■ **Assignment**
Set the listing down once more, exactly as given.

■ **The data**
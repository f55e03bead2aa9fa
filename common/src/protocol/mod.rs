//! AURA 总线协议：帧头、TLV 数据块与完整帧的编解码。
//!
//! 线上格式（小端）：
//!
//! ```text
//! | protocol u32 | cnt u32 | uid_src u32 | uid_dest u32 | cmd u16 | data_sz u16 | payload | crc u16 |
//! ```
//!
//! 负载由若干紧密排列的数据块组成，每个数据块为 `id u8 | type u8 | size u16 | value`。

pub mod chunk;
pub mod header;
pub mod packet;

use core::fmt;

pub use chunk::{Chunk, ChunkType, ChunkValue, Chunks, ScalarArray};
pub use header::Header;
pub use packet::Packet;

/// 协议魔数，小端序下即 ASCII "AURA"
pub const AURA_PROTOCOL: u32 = 0x4152_5541;
/// 上位机（PC）的 UID，同时也是广播目的地址
pub const BROADCAST_UID: u32 = 0x0000_0000;
/// 帧头长度
pub const HEADER_SIZE: usize = 20;
/// 数据块头长度
pub const CHUNK_HEADER_SIZE: usize = 4;
/// 帧尾 CRC 长度
pub const CRC_SIZE: usize = 2;
/// 负载上限
pub const MAX_DATA_SIZE: usize = 128;
/// 一帧的最大字节数
pub const MAX_FRAME_SIZE: usize = HEADER_SIZE + MAX_DATA_SIZE + CRC_SIZE;

/// 根据负载长度计算整帧长度
pub const fn frame_len(data_sz: usize) -> usize {
    HEADER_SIZE + data_sz + CRC_SIZE
}

/// 命令字
#[derive(Debug, Clone, Copy, PartialEq, Eq)]
#[cfg_attr(feature = "defmt", derive(defmt::Format))]
#[repr(u16)]
pub enum Command {
    ReqWhoami = 1,
    AnsWhoami = 2,
    ReqData = 3,
    AnsData = 4,
    ReqWrite = 5,
    AnsWrite = 6,
    /// 保留，当前分发逻辑不使用
    ReqRead = 7,
    /// 保留，当前分发逻辑不使用
    AnsRead = 8,
}

impl Command {
    pub fn from_u16(raw: u16) -> Option<Self> {
        Some(match raw {
            1 => Self::ReqWhoami,
            2 => Self::AnsWhoami,
            3 => Self::ReqData,
            4 => Self::AnsData,
            5 => Self::ReqWrite,
            6 => Self::AnsWrite,
            7 => Self::ReqRead,
            8 => Self::AnsRead,
            _ => return None,
        })
    }
}

/// 设备类型目录
#[derive(Debug, Clone, Copy, PartialEq, Eq)]
#[cfg_attr(feature = "defmt", derive(defmt::Format))]
#[repr(u32)]
pub enum DeviceType {
    Lb75bd = 1,
    Tmp112 = 2,
    Sht30 = 3,
    Zs05 = 4,
    Bmp180 = 5,
    Lps22hb = 6,
    Doorknot = 7,
    /// 扩展器/中继
    Expander = 8,
    /// 通用水浸传感器
    WetSens = 9,
}

impl DeviceType {
    pub fn from_u32(raw: u32) -> Option<Self> {
        Some(match raw {
            1 => Self::Lb75bd,
            2 => Self::Tmp112,
            3 => Self::Sht30,
            4 => Self::Zs05,
            5 => Self::Bmp180,
            6 => Self::Lps22hb,
            7 => Self::Doorknot,
            8 => Self::Expander,
            9 => Self::WetSens,
            _ => return None,
        })
    }
}

/// 数据块语义标签
#[derive(Debug, Clone, Copy, PartialEq, Eq)]
#[cfg_attr(feature = "defmt", derive(defmt::Format))]
#[repr(u8)]
pub enum ChunkId {
    /// 设备类型
    Type = 1,
    /// 中继路径上的 UID 链
    Uids = 2,
    OnOff = 3,
    Temp = 4,
    Hum = 5,
    Press = 6,
    /// 水浸传感器读数
    WetSens = 7,
    /// 断开继电器，值为继电器序号
    RelayOpen = 8,
    /// 闭合继电器，值为继电器序号
    RelayClose = 9,
    /// 继电器 1 状态
    Relay1 = 10,
    /// 继电器 2 状态
    Relay2 = 11,
    /// 电池电压 (mV)
    Battery = 12,
}

impl ChunkId {
    pub fn from_u8(raw: u8) -> Option<Self> {
        Some(match raw {
            1 => Self::Type,
            2 => Self::Uids,
            3 => Self::OnOff,
            4 => Self::Temp,
            5 => Self::Hum,
            6 => Self::Press,
            7 => Self::WetSens,
            8 => Self::RelayOpen,
            9 => Self::RelayClose,
            10 => Self::Relay1,
            11 => Self::Relay2,
            12 => Self::Battery,
            _ => return None,
        })
    }
}

/// 编解码错误
#[derive(Debug, Clone, Copy, PartialEq, Eq)]
#[cfg_attr(feature = "defmt", derive(defmt::Format))]
pub enum ProtocolError {
    /// 追加后负载将超过 128 字节上限
    PayloadOverflow,
    /// 输入字节不足一个完整的帧头/帧
    Truncated,
    /// 帧头魔数不是 AURA
    BadMagic,
    /// 数据块声明的长度越过了剩余负载
    MalformedChunk,
    /// 数据块长度与其类型不符
    ChunkTypeMismatch,
    /// 未知的数据块类型标签
    UnknownChunkType,
}

impl fmt::Display for ProtocolError {
    fn fmt(&self, f: &mut fmt::Formatter<'_>) -> fmt::Result {
        let msg = match self {
            Self::PayloadOverflow => "payload exceeds 128 bytes",
            Self::Truncated => "frame truncated",
            Self::BadMagic => "bad protocol magic",
            Self::MalformedChunk => "chunk overruns payload",
            Self::ChunkTypeMismatch => "chunk size does not match its type",
            Self::UnknownChunkType => "unknown chunk type",
        };
        f.write_str(msg)
    }
}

■ **Your response**
repository f55e03bead2aa9fa
filename common/src/protocol/mod.rs
//! AURA 总线协议：帧头、TLV 数据块与完整帧的编解码。
//!
//! 线上格式（小端）：
//!
//! ```text
//! | protocol u32 | cnt u32 | uid_src u32 | uid_dest u32 | cmd u16 | data_sz u16 | payload | crc u16 |
//! ```
//!
//! 负载由若干紧密排列的数据块组成，每个数据块为 `id u8 | type u8 | size u16 | value`。

pub mod chunk;
pub mod header;
pub mod packet;

use core::fmt;

pub use chunk::{Chunk, ChunkType, ChunkValue, Chunks, ScalarArray};
pub use header::Header;
pub use packet::Packet;

/// 协议魔数，小端序下即 ASCII "AURA"
pub const AURA_PROTOCOL: u32 = 0x4152_5541;
/// 上位机（PC）的 UID，同时也是广播目的地址
pub const BROADCAST_UID: u32 = 0x0000_0000;
/// 帧头长度
pub const HEADER_SIZE: usize = 20;
/// 数据块头长度
pub const CHUNK_HEADER_SIZE: usize = 4;
/// 帧尾 CRC 长度
pub const CRC_SIZE: usize = 2;
/// 负载上限
pub const MAX_DATA_SIZE: usize = 128;
/// 一帧的最大字节数
pub const MAX_FRAME_SIZE: usize = HEADER_SIZE + MAX_DATA_SIZE + CRC_SIZE;

/// 根据负载长度计算整帧长度
pub const fn frame_len(data_sz: usize) -> usize {
    HEADER_SIZE + data_sz + CRC_SIZE
}

/// 命令字
#[derive(Debug, Clone, Copy, PartialEq, Eq)]
#[cfg_attr(feature = "defmt", derive(defmt::Format))]
#[repr(u16)]
pub enum Command {
    ReqWhoami = 1,
    AnsWhoami = 2,
    ReqData = 3,
    AnsData = 4,
    ReqWrite = 5,
    AnsWrite = 6,
    /// 保留，当前分发逻辑不使用
    ReqRead = 7,
    /// 保留，当前分发逻辑不使用
    AnsRead = 8,
}

impl Command {
    pub fn from_u16(raw: u16) -> Option<Self> {
        Some(match raw {
            1 => Self::ReqWhoami,
            2 => Self::AnsWhoami,
            3 => Self::ReqData,
            4 => Self::AnsData,
            5 => Self::ReqWrite,
            6 => Self::AnsWrite,
            7 => Self::ReqRead,
            8 => Self::AnsRead,
            _ => return None,
        })
    }
}

/// 设备类型目录
#[derive(Debug, Clone, Copy, PartialEq, Eq)]
#[cfg_attr(feature = "defmt", derive(defmt::Format))]
#[repr(u32)]
pub enum DeviceType {
    Lb75bd = 1,
    Tmp112 = 2,
    Sht30 = 3,
    Zs05 = 4,
    Bmp180 = 5,
    Lps22hb = 6,
    Doorknot = 7,
    /// 扩展器/中继
    Expander = 8,
    /// 通用水浸传感器
    WetSens = 9,
}

impl DeviceType {
    pub fn from_u32(raw: u32) -> Option<Self> {
        Some(match raw {
            1 => Self::Lb75bd,
            2 => Self::Tmp112,
            3 => Self::Sht30,
            4 => Self::Zs05,
            5 => Self::Bmp180,
            6 => Self::Lps22hb,
            7 => Self::Doorknot,
            8 => Self::Expander,
            9 => Self::WetSens,
            _ => return None,
        })
    }
}

/// 数据块语义标签
#[derive(Debug, Clone, Copy, PartialEq, Eq)]
#[cfg_attr(feature = "defmt", derive(defmt::Format))]
#[repr(u8)]
pub enum ChunkId {
    /// 设备类型
    Type = 1,
    /// 中继路径上的 UID 链
    Uids = 2,
    OnOff = 3,
    Temp = 4,
    Hum = 5,
    Press = 6,
    /// 水浸传感器读数
    WetSens = 7,
    /// 断开继电器，值为继电器序号
    RelayOpen = 8,
    /// 闭合继电器，值为继电器序号
    RelayClose = 9,
    /// 继电器 1 状态
    Relay1 = 10,
    /// 继电器 2 状态
    Relay2 = 11,
    /// 电池电压 (mV)
    Battery = 12,
}

impl ChunkId {
    pub fn from_u8(raw: u8) -> Option<Self> {
        Some(match raw {
            1 => Self::Type,
            2 => Self::Uids,
            3 => Self::OnOff,
            4 => Self::Temp,
            5 => Self::Hum,
            6 => Self::Press,
            7 => Self::WetSens,
            8 => Self::RelayOpen,
            9 => Self::RelayClose,
            10 => Self::Relay1,
            11 => Self::Relay2,
            12 => Self::Battery,
            _ => return None,
        })
    }
}

/// 编解码错误
#[derive(Debug, Clone, Copy, PartialEq, Eq)]
#[cfg_attr(feature = "defmt", derive(defmt::Format))]
pub enum ProtocolError {
    /// 追加后负载将超过 128 字节上限
    PayloadOverflow,
    /// 输入字节不足一个完整的帧头/帧
    Truncated,
    /// 帧头魔数不是 AURA
    BadMagic,
    /// 数据块声明的长度越过了剩余负载
    MalformedChunk,
    /// 数据块长度与其类型不符
    ChunkTypeMismatch,
    /// 未知的数据块类型标签
    UnknownChunkType,
}

impl fmt::Display for ProtocolError {
    fn fmt(&self, f: &mut fmt::Formatter<'_>) -> fmt::Result {
        let msg = match self {
            Self::PayloadOverflow => "payload exceeds 128 bytes",
            Self::Truncated => "frame truncated",
            Self::BadMagic => "bad protocol magic",
            Self::MalformedChunk => "chunk overruns payload",
            Self::ChunkTypeMismatch => "chunk size does not match its type",
            Self::UnknownChunkType => "unknown chunk type",
        };
        f.write_str(msg)
    }
}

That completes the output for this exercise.